Type the entries out once more. Match them exactly.

(Stored data entries)
________
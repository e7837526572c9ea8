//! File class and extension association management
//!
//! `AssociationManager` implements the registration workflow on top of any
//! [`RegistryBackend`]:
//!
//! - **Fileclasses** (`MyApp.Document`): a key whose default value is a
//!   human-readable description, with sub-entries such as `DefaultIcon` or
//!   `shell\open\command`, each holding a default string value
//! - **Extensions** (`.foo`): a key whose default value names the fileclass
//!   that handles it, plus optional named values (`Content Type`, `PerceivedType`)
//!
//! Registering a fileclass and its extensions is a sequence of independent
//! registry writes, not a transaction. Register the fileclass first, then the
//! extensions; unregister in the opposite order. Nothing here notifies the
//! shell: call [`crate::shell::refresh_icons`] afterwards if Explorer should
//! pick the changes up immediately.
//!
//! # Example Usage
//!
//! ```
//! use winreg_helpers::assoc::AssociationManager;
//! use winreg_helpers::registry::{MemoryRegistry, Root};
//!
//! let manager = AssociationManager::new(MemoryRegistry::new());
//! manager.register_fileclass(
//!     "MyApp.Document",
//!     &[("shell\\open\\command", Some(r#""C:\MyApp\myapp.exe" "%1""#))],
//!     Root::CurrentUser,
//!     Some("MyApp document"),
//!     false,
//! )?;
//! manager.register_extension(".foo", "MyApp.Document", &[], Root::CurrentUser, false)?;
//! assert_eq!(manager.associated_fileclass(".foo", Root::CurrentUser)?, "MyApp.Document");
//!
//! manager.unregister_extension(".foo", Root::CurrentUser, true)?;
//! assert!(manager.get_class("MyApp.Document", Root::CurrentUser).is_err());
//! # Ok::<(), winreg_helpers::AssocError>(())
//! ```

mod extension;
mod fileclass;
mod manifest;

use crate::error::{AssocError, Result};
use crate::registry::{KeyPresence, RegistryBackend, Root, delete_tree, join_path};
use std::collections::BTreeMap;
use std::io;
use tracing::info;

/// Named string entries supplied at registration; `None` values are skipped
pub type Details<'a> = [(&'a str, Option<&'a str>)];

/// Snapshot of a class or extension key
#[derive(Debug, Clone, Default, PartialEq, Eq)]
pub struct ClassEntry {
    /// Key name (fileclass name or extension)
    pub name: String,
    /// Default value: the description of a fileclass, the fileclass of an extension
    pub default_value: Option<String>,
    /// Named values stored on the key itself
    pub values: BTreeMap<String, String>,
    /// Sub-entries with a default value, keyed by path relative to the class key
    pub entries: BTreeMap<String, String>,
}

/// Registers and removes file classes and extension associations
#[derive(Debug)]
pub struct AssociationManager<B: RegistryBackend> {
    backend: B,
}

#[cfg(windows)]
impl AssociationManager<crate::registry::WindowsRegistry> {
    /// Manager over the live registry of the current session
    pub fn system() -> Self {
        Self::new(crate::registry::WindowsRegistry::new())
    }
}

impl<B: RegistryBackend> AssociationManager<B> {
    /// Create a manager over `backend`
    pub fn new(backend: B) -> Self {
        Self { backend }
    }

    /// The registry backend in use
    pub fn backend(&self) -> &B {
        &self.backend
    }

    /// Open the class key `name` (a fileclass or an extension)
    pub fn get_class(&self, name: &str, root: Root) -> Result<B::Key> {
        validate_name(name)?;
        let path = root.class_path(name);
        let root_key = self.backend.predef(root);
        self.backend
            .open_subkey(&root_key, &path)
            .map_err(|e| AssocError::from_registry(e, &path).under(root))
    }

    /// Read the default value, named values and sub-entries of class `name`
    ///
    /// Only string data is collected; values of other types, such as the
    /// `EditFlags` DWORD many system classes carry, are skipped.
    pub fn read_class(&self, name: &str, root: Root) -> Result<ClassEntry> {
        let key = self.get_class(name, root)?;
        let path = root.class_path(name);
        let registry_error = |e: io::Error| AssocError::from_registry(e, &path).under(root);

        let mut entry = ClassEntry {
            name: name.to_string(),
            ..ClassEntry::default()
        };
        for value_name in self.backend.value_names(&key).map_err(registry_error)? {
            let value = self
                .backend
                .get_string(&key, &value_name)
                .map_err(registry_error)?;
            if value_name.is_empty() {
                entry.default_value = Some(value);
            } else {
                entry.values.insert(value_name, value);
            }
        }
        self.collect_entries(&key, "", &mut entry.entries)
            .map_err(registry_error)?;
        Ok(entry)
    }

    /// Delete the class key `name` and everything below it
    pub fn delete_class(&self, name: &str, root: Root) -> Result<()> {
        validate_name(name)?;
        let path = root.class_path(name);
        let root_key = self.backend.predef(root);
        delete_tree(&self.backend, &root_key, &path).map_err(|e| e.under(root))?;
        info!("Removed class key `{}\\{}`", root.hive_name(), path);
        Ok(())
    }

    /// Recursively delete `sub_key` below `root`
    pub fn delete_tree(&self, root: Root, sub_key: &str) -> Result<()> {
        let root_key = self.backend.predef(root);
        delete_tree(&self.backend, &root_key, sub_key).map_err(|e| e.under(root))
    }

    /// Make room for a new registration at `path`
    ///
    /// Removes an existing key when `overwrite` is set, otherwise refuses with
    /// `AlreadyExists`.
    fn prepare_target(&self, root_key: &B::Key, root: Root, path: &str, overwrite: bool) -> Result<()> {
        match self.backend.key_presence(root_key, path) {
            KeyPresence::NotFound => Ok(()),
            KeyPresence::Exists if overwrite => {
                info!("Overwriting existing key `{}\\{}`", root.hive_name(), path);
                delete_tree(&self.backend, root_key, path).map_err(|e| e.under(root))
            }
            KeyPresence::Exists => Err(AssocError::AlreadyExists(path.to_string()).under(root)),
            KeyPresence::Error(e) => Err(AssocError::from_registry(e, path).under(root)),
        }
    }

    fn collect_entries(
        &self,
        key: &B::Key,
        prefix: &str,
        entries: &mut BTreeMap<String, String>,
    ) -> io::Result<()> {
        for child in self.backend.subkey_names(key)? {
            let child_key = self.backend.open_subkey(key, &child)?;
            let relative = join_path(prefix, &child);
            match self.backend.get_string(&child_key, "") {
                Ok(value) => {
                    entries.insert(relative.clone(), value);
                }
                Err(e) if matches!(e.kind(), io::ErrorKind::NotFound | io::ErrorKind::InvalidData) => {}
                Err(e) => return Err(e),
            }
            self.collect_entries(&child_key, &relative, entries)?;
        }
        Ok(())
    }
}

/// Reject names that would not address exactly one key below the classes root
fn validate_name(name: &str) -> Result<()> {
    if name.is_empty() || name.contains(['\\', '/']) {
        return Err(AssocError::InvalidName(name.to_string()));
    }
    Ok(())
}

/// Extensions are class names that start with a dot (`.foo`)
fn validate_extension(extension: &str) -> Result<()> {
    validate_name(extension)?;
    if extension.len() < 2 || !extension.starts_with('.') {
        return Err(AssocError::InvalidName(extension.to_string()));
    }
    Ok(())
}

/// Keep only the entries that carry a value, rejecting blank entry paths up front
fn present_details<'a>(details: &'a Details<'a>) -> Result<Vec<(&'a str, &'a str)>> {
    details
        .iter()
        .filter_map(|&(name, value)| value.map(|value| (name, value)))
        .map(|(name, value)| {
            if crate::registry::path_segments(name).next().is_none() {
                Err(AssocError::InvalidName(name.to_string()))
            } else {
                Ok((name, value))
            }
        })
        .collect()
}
________
▸ **TASK ANSWER**:
repository e7837526572c9ea8
//! File class and extension association management
//!
//! `AssociationManager` implements the registration workflow on top of any
//! [`RegistryBackend`]:
//!
//! - **Fileclasses** (`MyApp.Document`): a key whose default value is a
//!   human-readable description, with sub-entries such as `DefaultIcon` or
//!   `shell\open\command`, each holding a default string value
//! - **Extensions** (`.foo`): a key whose default value names the fileclass
//!   that handles it, plus optional named values (`Content Type`, `PerceivedType`)
//!
//! Registering a fileclass and its extensions is a sequence of independent
//! registry writes, not a transaction. Register the fileclass first, then the
//! extensions; unregister in the opposite order. Nothing here notifies the
//! shell: call [`crate::shell::refresh_icons`] afterwards if Explorer should
//! pick the changes up immediately.
//!
//! # Example Usage
//!
//! ```
//! use winreg_helpers::assoc::AssociationManager;
//! use winreg_helpers::registry::{MemoryRegistry, Root};
//!
//! let manager = AssociationManager::new(MemoryRegistry::new());
//! manager.register_fileclass(
//!     "MyApp.Document",
//!     &[("shell\\open\\command", Some(r#""C:\MyApp\myapp.exe" "%1""#))],
//!     Root::CurrentUser,
//!     Some("MyApp document"),
//!     false,
//! )?;
//! manager.register_extension(".foo", "MyApp.Document", &[], Root::CurrentUser, false)?;
//! assert_eq!(manager.associated_fileclass(".foo", Root::CurrentUser)?, "MyApp.Document");
//!
//! manager.unregister_extension(".foo", Root::CurrentUser, true)?;
//! assert!(manager.get_class("MyApp.Document", Root::CurrentUser).is_err());
//! # Ok::<(), winreg_helpers::AssocError>(())
//! ```

mod extension;
mod fileclass;
mod manifest;

use crate::error::{AssocError, Result};
use crate::registry::{KeyPresence, RegistryBackend, Root, delete_tree, join_path};
use std::collections::BTreeMap;
use std::io;
use tracing::info;

/// Named string entries supplied at registration; `None` values are skipped
pub type Details<'a> = [(&'a str, Option<&'a str>)];

/// Snapshot of a class or extension key
#[derive(Debug, Clone, Default, PartialEq, Eq)]
pub struct ClassEntry {
    /// Key name (fileclass name or extension)
    pub name: String,
    /// Default value: the description of a fileclass, the fileclass of an extension
    pub default_value: Option<String>,
    /// Named values stored on the key itself
    pub values: BTreeMap<String, String>,
    /// Sub-entries with a default value, keyed by path relative to the class key
    pub entries: BTreeMap<String, String>,
}

/// Registers and removes file classes and extension associations
#[derive(Debug)]
pub struct AssociationManager<B: RegistryBackend> {
    backend: B,
}

#[cfg(windows)]
impl AssociationManager<crate::registry::WindowsRegistry> {
    /// Manager over the live registry of the current session
    pub fn system() -> Self {
        Self::new(crate::registry::WindowsRegistry::new())
    }
}

impl<B: RegistryBackend> AssociationManager<B> {
    /// Create a manager over `backend`
    pub fn new(backend: B) -> Self {
        Self { backend }
    }

    /// The registry backend in use
    pub fn backend(&self) -> &B {
        &self.backend
    }

    /// Open the class key `name` (a fileclass or an extension)
    pub fn get_class(&self, name: &str, root: Root) -> Result<B::Key> {
        validate_name(name)?;
        let path = root.class_path(name);
        let root_key = self.backend.predef(root);
        self.backend
            .open_subkey(&root_key, &path)
            .map_err(|e| AssocError::from_registry(e, &path).under(root))
    }

    /// Read the default value, named values and sub-entries of class `name`
    ///
    /// Only string data is collected; values of other types, such as the
    /// `EditFlags` DWORD many system classes carry, are skipped.
    pub fn read_class(&self, name: &str, root: Root) -> Result<ClassEntry> {
        let key = self.get_class(name, root)?;
        let path = root.class_path(name);
        let registry_error = |e: io::Error| AssocError::from_registry(e, &path).under(root);

        let mut entry = ClassEntry {
            name: name.to_string(),
            ..ClassEntry::default()
        };
        for value_name in self.backend.value_names(&key).map_err(registry_error)? {
            let value = self
                .backend
                .get_string(&key, &value_name)
                .map_err(registry_error)?;
            if value_name.is_empty() {
                entry.default_value = Some(value);
            } else {
                entry.values.insert(value_name, value);
            }
        }
        self.collect_entries(&key, "", &mut entry.entries)
            .map_err(registry_error)?;
        Ok(entry)
    }

    /// Delete the class key `name` and everything below it
    pub fn delete_class(&self, name: &str, root: Root) -> Result<()> {
        validate_name(name)?;
        let path = root.class_path(name);
        let root_key = self.backend.predef(root);
        delete_tree(&self.backend, &root_key, &path).map_err(|e| e.under(root))?;
        info!("Removed class key `{}\\{}`", root.hive_name(), path);
        Ok(())
    }

    /// Recursively delete `sub_key` below `root`
    pub fn delete_tree(&self, root: Root, sub_key: &str) -> Result<()> {
        let root_key = self.backend.predef(root);
        delete_tree(&self.backend, &root_key, sub_key).map_err(|e| e.under(root))
    }

    /// Make room for a new registration at `path`
    ///
    /// Removes an existing key when `overwrite` is set, otherwise refuses with
    /// `AlreadyExists`.
    fn prepare_target(&self, root_key: &B::Key, root: Root, path: &str, overwrite: bool) -> Result<()> {
        match self.backend.key_presence(root_key, path) {
            KeyPresence::NotFound => Ok(()),
            KeyPresence::Exists if overwrite => {
                info!("Overwriting existing key `{}\\{}`", root.hive_name(), path);
                delete_tree(&self.backend, root_key, path).map_err(|e| e.under(root))
            }
            KeyPresence::Exists => Err(AssocError::AlreadyExists(path.to_string()).under(root)),
            KeyPresence::Error(e) => Err(AssocError::from_registry(e, path).under(root)),
        }
    }

    fn collect_entries(
        &self,
        key: &B::Key,
        prefix: &str,
        entries: &mut BTreeMap<String, String>,
    ) -> io::Result<()> {
        for child in self.backend.subkey_names(key)? {
            let child_key = self.backend.open_subkey(key, &child)?;
            let relative = join_path(prefix, &child);
            match self.backend.get_string(&child_key, "") {
                Ok(value) => {
                    entries.insert(relative.clone(), value);
                }
                Err(e) if matches!(e.kind(), io::ErrorKind::NotFound | io::ErrorKind::InvalidData) => {}
                Err(e) => return Err(e),
            }
            self.collect_entries(&child_key, &relative, entries)?;
        }
        Ok(())
    }
}

/// Reject names that would not address exactly one key below the classes root
fn validate_name(name: &str) -> Result<()> {
    if name.is_empty() || name.contains(['\\', '/']) {
        return Err(AssocError::InvalidName(name.to_string()));
    }
    Ok(())
}

/// Extensions are class names that start with a dot (`.foo`)
fn validate_extension(extension: &str) -> Result<()> {
    validate_name(extension)?;
    if extension.len() < 2 || !extension.starts_with('.') {
        return Err(AssocError::InvalidName(extension.to_string()));
    }
    Ok(())
}

/// Keep only the entries that carry a value, rejecting blank entry paths up front
fn present_details<'a>(details: &'a Details<'a>) -> Result<Vec<(&'a str, &'a str)>> {
    details
        .iter()
        .filter_map(|&(name, value)| value.map(|value| (name, value)))
        .map(|(name, value)| {
            if crate::registry::path_segments(name).next().is_none() {
                Err(AssocError::InvalidName(name.to_string()))
            } else {
                Ok((name, value))
            }
        })
        .collect()
}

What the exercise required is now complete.